Dan yang lebih utama, Naya tidak ingin menjadi tokoh jahat dalam kisah antara Agam dan Nesya.

 Lelaki yang masih merengkuh pinggang Naya, menatap lawan bicaranya dengan sangat lekat. Hal biasa yang Agam lakukan saat bersamanya. Hal ini pula yang menjadikan Naya deg-degan tak karuan. "Jadi pasanganku, Nay."

"Oh, iya. Besok lo ada acara di mana emangnya? Siap lah, gue. Mau pake baju yang kay--"

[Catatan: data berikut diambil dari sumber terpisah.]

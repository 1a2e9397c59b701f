//! Per-chain Lottery parameters.

use alloy::primitives::{Address, B256, U256, address, b256};
use anyhow::Result;
use serde::{Deserialize, Serialize};

/// 0.01 ether, in wei.
const DEFAULT_ENTRANCE_FEE: U256 = U256::from_limbs([10_000_000_000_000_000, 0, 0, 0]);
const DEFAULT_CALLBACK_GAS_LIMIT: u32 = 500_000;
const DEFAULT_INTERVAL_SECS: u64 = 30;

/// Lottery constructor and upkeep parameters for one chain.
///
/// Development chains leave `vrf_coordinator_v2` and `subscription_id` unset,
/// both come from the locally deployed mock instead.
#[derive(Debug, Clone, PartialEq, Eq, Serialize, Deserialize)]
pub struct ChainParams {
    pub name: String,
    /// Ticket price, in wei.
    pub entrance_fee: U256,
    /// VRF key hash selecting the maximum gas price paid for a fulfillment.
    pub gas_lane: B256,
    /// Gas limit of the VRF fulfillment callback.
    pub callback_gas_limit: u32,
    /// Seconds between upkeeps.
    pub interval: u64,
    #[serde(default, skip_serializing_if = "Option::is_none")]
    pub vrf_coordinator_v2: Option<Address>,
    #[serde(default, skip_serializing_if = "Option::is_none")]
    pub subscription_id: Option<u64>,
}

impl ChainParams {
    /// The parameter table shipped with the project, keyed by chain id.
    pub fn builtin() -> Vec<(u64, ChainParams)> {
        vec![
            (
                5,
                ChainParams {
                    name: "goerli".to_string(),
                    entrance_fee: DEFAULT_ENTRANCE_FEE,
                    gas_lane: b256!(
                        "0x79d3d8832d904592c0bf9818b621522c988bb8b0c05cdc3b15aea1b6e8db0c15"
                    ),
                    callback_gas_limit: DEFAULT_CALLBACK_GAS_LIMIT,
                    interval: DEFAULT_INTERVAL_SECS,
                    vrf_coordinator_v2: Some(address!(
                        "0x2ca8e0c643bde4c2e08ab1fa0da3401adad7734d"
                    )),
                    subscription_id: None,
                },
            ),
            (
                11155111,
                ChainParams {
                    name: "sepolia".to_string(),
                    entrance_fee: DEFAULT_ENTRANCE_FEE,
                    gas_lane: b256!(
                        "0x474e34a077df58807dbe9c96d3c009b23b3c6d0cce433e59bbf5b34f823bc56c"
                    ),
                    callback_gas_limit: DEFAULT_CALLBACK_GAS_LIMIT,
                    interval: DEFAULT_INTERVAL_SECS,
                    vrf_coordinator_v2: Some(address!(
                        "0x8103b0a8a00be2ddc778e6e7eaa21791cd364625"
                    )),
                    subscription_id: None,
                },
            ),
            (
                31337,
                ChainParams {
                    name: "hardhat".to_string(),
                    entrance_fee: DEFAULT_ENTRANCE_FEE,
                    gas_lane: b256!(
                        "0x79d3d8832d904592c0bf9818b621522c988bb8b0c05cdc3b15aea1b6e8db0c15"
                    ),
                    callback_gas_limit: DEFAULT_CALLBACK_GAS_LIMIT,
                    interval: DEFAULT_INTERVAL_SECS,
                    vrf_coordinator_v2: None,
                    subscription_id: None,
                },
            ),
        ]
    }

    /// The live VRF coordinator of a public chain.
    pub fn coordinator(&self, chain_id: u64) -> Result<Address> {
        self.vrf_coordinator_v2.ok_or_else(|| {
            anyhow::anyhow!(
                "No VRF coordinator configured for {} (chain id {}). \
                 Set chains.{}.vrf_coordinator_v2",
                self.name,
                chain_id,
                chain_id
            )
        })
    }

    /// The funded VRF subscription of a public chain.
    pub fn subscription(&self, chain_id: u64) -> Result<u64> {
        self.subscription_id.ok_or_else(|| {
            anyhow::anyhow!(
                "No VRF subscription id configured for {} (chain id {}). \
                 Set chains.{}.subscription_id",
                self.name,
                chain_id,
                chain_id
            )
        })
    }
}

#[cfg(test)]
mod tests {
    use super::*;

    #[test]
    fn test_entrance_fee_is_one_hundredth_ether() {
        assert_eq!(
            DEFAULT_ENTRANCE_FEE,
            U256::from(10u64).pow(U256::from(16u64))
        );
    }

    #[test]
    fn test_builtin_table() {
        let table = ChainParams::builtin();
        let chain_ids: Vec<u64> = table.iter().map(|(id, _)| *id).collect();
        assert_eq!(chain_ids, vec![5, 11155111, 31337]);

        for (_, params) in &table {
            assert_eq!(params.callback_gas_limit, 500_000);
            assert_eq!(params.interval, 30);
        }
    }

    #[test]
    fn test_development_chain_has_no_live_oracle() {
        let (_, hardhat) = ChainParams::builtin()
            .into_iter()
            .find(|(id, _)| *id == 31337)
            .unwrap();

        let err = hardhat.coordinator(31337).unwrap_err().to_string();
        assert!(err.contains("chains.31337.vrf_coordinator_v2"));
        assert!(hardhat.subscription(31337).is_err());
    }

    #[test]
    fn test_public_chain_requires_subscription() {
        let (_, mut goerli) = ChainParams::builtin()
            .into_iter()
            .find(|(id, _)| *id == 5)
            .unwrap();

        assert!(goerli.coordinator(5).is_ok());
        let err = goerli.subscription(5).unwrap_err().to_string();
        assert!(err.contains("goerli"));

        goerli.subscription_id = Some(42);
        assert_eq!(goerli.subscription(5).unwrap(), 42);
    }
}
//! Deployment records, one JSON file per contract and network.
//!
//! Records live at `<deployments>/<network>/<Contract>.json`, next to a
//! `.chainId` file holding the chain the records belong to.

use std::{
    collections::BTreeMap,
    path::{Path, PathBuf},
};

use alloy::{
    json_abi::JsonAbi,
    primitives::{Address, B256, Bytes},
};
use anyhow::{Context, Result};
use serde::{Deserialize, Serialize};

const CHAIN_ID_FILENAME: &str = ".chainId";

/// What is known about a deployed contract.
#[derive(Debug, Clone, PartialEq, Eq, Serialize, Deserialize)]
#[serde(rename_all = "camelCase")]
pub struct DeploymentRecord {
    pub address: Address,
    pub abi: JsonAbi,
    pub transaction_hash: B256,
    /// Constructor arguments, human readable.
    pub args: Vec<String>,
    /// Constructor arguments, ABI-encoded.
    pub constructor_args: Bytes,
    #[serde(default, skip_serializing_if = "Option::is_none")]
    pub block_number: Option<u64>,
    pub gas_used: u64,
    /// See [`crate::DeploymentFingerprint`].
    pub fingerprint: String,
    /// How many times the contract was deployed on this network.
    pub num_deployments: u64,
    /// RFC 3339 timestamp of the deployment.
    pub deployed_at: String,
}

/// The deployment records of one network.
///
/// Records of ephemeral networks are only kept in memory.
#[derive(Debug, Clone, Default)]
pub struct DeploymentStore {
    dir: Option<PathBuf>,
    records: BTreeMap<String, DeploymentRecord>,
}

impl DeploymentStore {
    /// A store that is never written to disk.
    pub fn in_memory() -> Self {
        Self::default()
    }

    /// Load the records of a network. A missing directory is an empty store.
    pub fn open(root: &Path, network: &str) -> Result<Self> {
        let dir = root.join(network);
        let mut records = BTreeMap::new();

        if dir.exists() {
            for entry in std::fs::read_dir(&dir)
                .with_context(|| format!("Failed to read deployments from {}", dir.display()))?
            {
                let path = entry?.path();
                let Some(name) = record_name(&path) else {
                    continue;
                };

                let content = std::fs::read_to_string(&path)
                    .with_context(|| format!("Failed to read {}", path.display()))?;
                let record: DeploymentRecord =
                    serde_json::from_str(&content).with_context(|| {
                        format!("Failed to parse deployment record {}", path.display())
                    })?;
                records.insert(name, record);
            }
        }

        tracing::debug!(
            network,
            dir = %dir.display(),
            records = records.len(),
            "Deployment records loaded"
        );

        Ok(Self {
            dir: Some(dir),
            records,
        })
    }

    /// Delete every record of a network.
    pub fn reset(root: &Path, network: &str) -> Result<()> {
        let dir = root.join(network);
        if dir.exists() {
            std::fs::remove_dir_all(&dir)
                .with_context(|| format!("Failed to remove {}", dir.display()))?;
            tracing::info!(network, dir = %dir.display(), "Deployment records reset");
        }
        Ok(())
    }

    /// Check the records belong to `chain_id`, claiming an empty store for it.
    pub fn ensure_chain_id(&self, chain_id: u64) -> Result<()> {
        let Some(dir) = &self.dir else {
            return Ok(());
        };

        let path = dir.join(CHAIN_ID_FILENAME);
        if path.exists() {
            let content = std::fs::read_to_string(&path)
                .with_context(|| format!("Failed to read {}", path.display()))?;
            let stored: u64 = content
                .trim()
                .parse()
                .with_context(|| format!("Invalid chain id in {}", path.display()))?;

            if stored != chain_id {
                anyhow::bail!(
                    "Deployments in {} belong to chain {} but the network reports chain {}. \
                     Run again with --reset to discard them",
                    dir.display(),
                    stored,
                    chain_id
                );
            }
            return Ok(());
        }

        std::fs::create_dir_all(dir)
            .with_context(|| format!("Failed to create {}", dir.display()))?;
        std::fs::write(&path, chain_id.to_string())
            .with_context(|| format!("Failed to write {}", path.display()))?;
        Ok(())
    }

    pub fn get(&self, name: &str) -> Option<&DeploymentRecord> {
        self.records.get(name)
    }

    /// Store a record, writing it to disk unless the store is in memory.
    pub fn save(&mut self, name: &str, record: DeploymentRecord) -> Result<()> {
        if let Some(dir) = &self.dir {
            std::fs::create_dir_all(dir)
                .with_context(|| format!("Failed to create {}", dir.display()))?;
            let path = dir.join(format!("{name}.json"));
            let json = serde_json::to_string_pretty(&record)
                .context("Failed to serialize deployment record")?;
            std::fs::write(&path, json)
                .with_context(|| format!("Failed to write {}", path.display()))?;
        }

        self.records.insert(name.to_string(), record);
        Ok(())
    }

    pub fn records(&self) -> impl Iterator<Item = (&str, &DeploymentRecord)> {
        self.records.iter().map(|(name, record)| (name.as_str(), record))
    }

    pub fn is_empty(&self) -> bool {
        self.records.is_empty()
    }
}

/// The contract name of a record file, `None` for anything else in the directory.
fn record_name(path: &Path) -> Option<String> {
    let file_name = path.file_name()?.to_str()?;
    if file_name.starts_with('.') {
        return None;
    }
    file_name.strip_suffix(".json").map(str::to_string)
}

Perkataan Naya terputus saat Agam menariknya perlahan kedalam rengkuhan hangat lelaki itu. Rasa-rasanya, jantung Naya sudah merosot ke mata kaki--terlebih saat Agam menelusupkan wajahnya di antara helai rambut panjangnya. Astaga, ada apa dengan jantungnya?! Ada apa dengan Agam?!

"Jadi kekasihku, Nay," gumam Agam dengan suara teredam.

Naya menarik napas dengan rakus lalu mengembuskannya perlahan. Ia harus meluruskan pembicaraan aneh ini. Naya harus berpikir jernih.

"Gam, lo tahu, kan, banyak banget konsekuensi kalau kita mengubah ini semua?" Okay, Naya tidak akan menanyakan perasaan lelaki itu atau apa pun yang biasanya perempuan lain tanyakan. Hal itu terlalu serius, dan ... menakutkan.

"Iya, tahu."

"Mungkin kalau suatu hari nanti kita bertengkar hebat, lalu memilih berpisah, kita nggak akan bebas bareng lagi. Semuanya nggak akan pernah bisa sama lagi." Sepasang mata milik Naya memanas saat mengatakan kalimat tadi. Entah mengapa, membayangkannya saja sudah membuat dadanya nyeri.

"Ya jangan pisah."

"Enteng banget lo ngomong gitu!" Naya memukul punggung Agam kesal. "Yang dipertaruhkan di sini tuh pertemanan kita yang udah lama! Lo tahu sendiri kalau gue nggak punya laki-laki di hidup gue yang bisa gue andalkan dan dimintai tolong kapanpun gue butuh! Lo tahu banyak banget alasan gue menolak cowok, karena takut kalau kenyataan gue bukan keturunan Kalandra bikin mereka ninggalin gue. Lo yang paling tahu hidup gue, Gam! Dan sekarang seentengnya elo minta gue jadian sama elo! Kenapa nggak nikah aja sih, Gam! Biar lo nggak pernah bisa pergi dari hidup gue?!"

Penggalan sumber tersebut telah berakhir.